Some of the hows: How I chafed at the tiresome image propagated by the media of the Muslim woman as oppressed, veiled, victimized, with no voice of her own. How I wanted to weave my loves into my writing. How those loves transformed me and eventually turned into the writing of this book. When I started thinking abouttravelling, writing, meeting peopleI realized how any unearthing of me was also about the revelations carried in things, places and people. Disclosures about me were about me to the extent that they were about my impressions and interactions with things, places and people. I wandered for three years in my three homelands collecting these impressions. In towns and villages of India, Pakistan, Bangladesh, meeting women in these villages and towns, and in their kitchens, courtyards and workplaces, we spoke of their loves and mine.
Al-Ghazali, the eleventh-century Sufi psychologist and philosopher, valued travel as an indispensable tool for spiritual growth. True travel, or safar, according to Ghazali was not just the physical movement of a traveller from one place to another. Safar was about the inner journey of the heart and mind that revealed the truth of one to oneself, and took one closer to that state known variously as enlightenment, self-realization, self-knowledge, satori, fana the sort of intimacy with ourselves of which we are all seekers in some measure.
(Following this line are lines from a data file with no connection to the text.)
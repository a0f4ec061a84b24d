//! Error handling tests.
//!
//! The unopenable source is the pipeline's only explicit failure; these
//! tests verify the error carries the offending path and that the output
//! directory, created before the open attempt, is left behind empty.

use filmstrip::{ExportOptions, FilmstripError, VideoSource, sample_frames};

#[test]
fn open_nonexistent_file() {
    let result = VideoSource::open("this_file_does_not_exist.mp4");
    assert!(result.is_err());

    let error_message = result.unwrap_err().to_string();
    assert!(
        error_message.contains("Failed to open video file"),
        "Error message should mention file open failure: {error_message}",
    );
}

#[test]
fn open_invalid_file() {
    // Create a temporary file with garbage content.
    let temporary_directory = tempfile::tempdir().expect("Failed to create temp dir");
    let invalid_file_path = temporary_directory.path().join("invalid.mp4");
    std::fs::write(&invalid_file_path, b"this is not a video file")
        .expect("Failed to write invalid file");

    let result = VideoSource::open(&invalid_file_path);
    assert!(result.is_err(), "Expected error for garbage input");
}

#[test]
fn export_failure_leaves_empty_output_directory() {
    let temporary_directory = tempfile::tempdir().expect("Failed to create temp dir");
    let video_path = temporary_directory.path().join("missing.mp4");

    let result = sample_frames(&video_path, &ExportOptions::new());
    assert!(matches!(result, Err(FilmstripError::FileOpen { .. })));

    // Directory creation precedes the open attempt.
    let output_directory = temporary_directory.path().join("missing_frames");
    assert!(output_directory.is_dir());

    let entry_count = std::fs::read_dir(&output_directory)
        .expect("Failed to read output directory")
        .count();
    assert_eq!(entry_count, 0, "Expected no image files after a failed open");
}

#[test]
fn export_failure_names_the_path() {
    let temporary_directory = tempfile::tempdir().expect("Failed to create temp dir");
    let video_path = temporary_directory.path().join("missing.mp4");

    let error = sample_frames(&video_path, &ExportOptions::new()).unwrap_err();
    assert!(
        error.to_string().contains("missing.mp4"),
        "Error should carry the offending path: {error}",
    );
}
My safar to places of my past led me to intimacy with myself. Revealed who I am to me.
Every so often during my journeys I met people, or arrived at places that seemed so perfect in their tininess and caring that the heart ached to settle down, not move on. I tore myself away though the desire to tarry was great, the invitations many! Rent a cottage in the mountains, shack up at the edge of some village, or reside in a Buddhist nunnery? The eighteenth-century Sufi poet of Sind, Shah Abdul Latif Bhitai wandered the forests in the company of yogis before building his abode in the wilderness outside his hometown, where he lived in exile and composed exquisite poetry about seekers and lovers who journeyed for union with Truth. Bhitai had warned about the human tendency to confuse campgrounds with permanence, and only the determined could hope to steer clear:
jis se guzre hain beniyazana
Raah aisi bhi ek nikali hai
that which can be traversed unattached;
such a singular path the seeker carves
Another how: How do I justify writing this book in an over-booked world, with far more books than readers? Is artistic creation always an act of self-cherishing? And my answer is yes, the ego is definitely involved in the production of art. Who in the world cares about me writing this book more than I do? But then what artist can make art without passionate desire? Egotistical striving is only a partial explanation because the inspiration for making art seems to come from somewhere deep inside or beyond the self. Whenever I want to give up, something urges me on. And whenever I write under the influence of that something, unburdened by questions of value or worth, whatever I write in those hours is devoid of the scathing criticism, inertia, judgment and insecurities of my ego.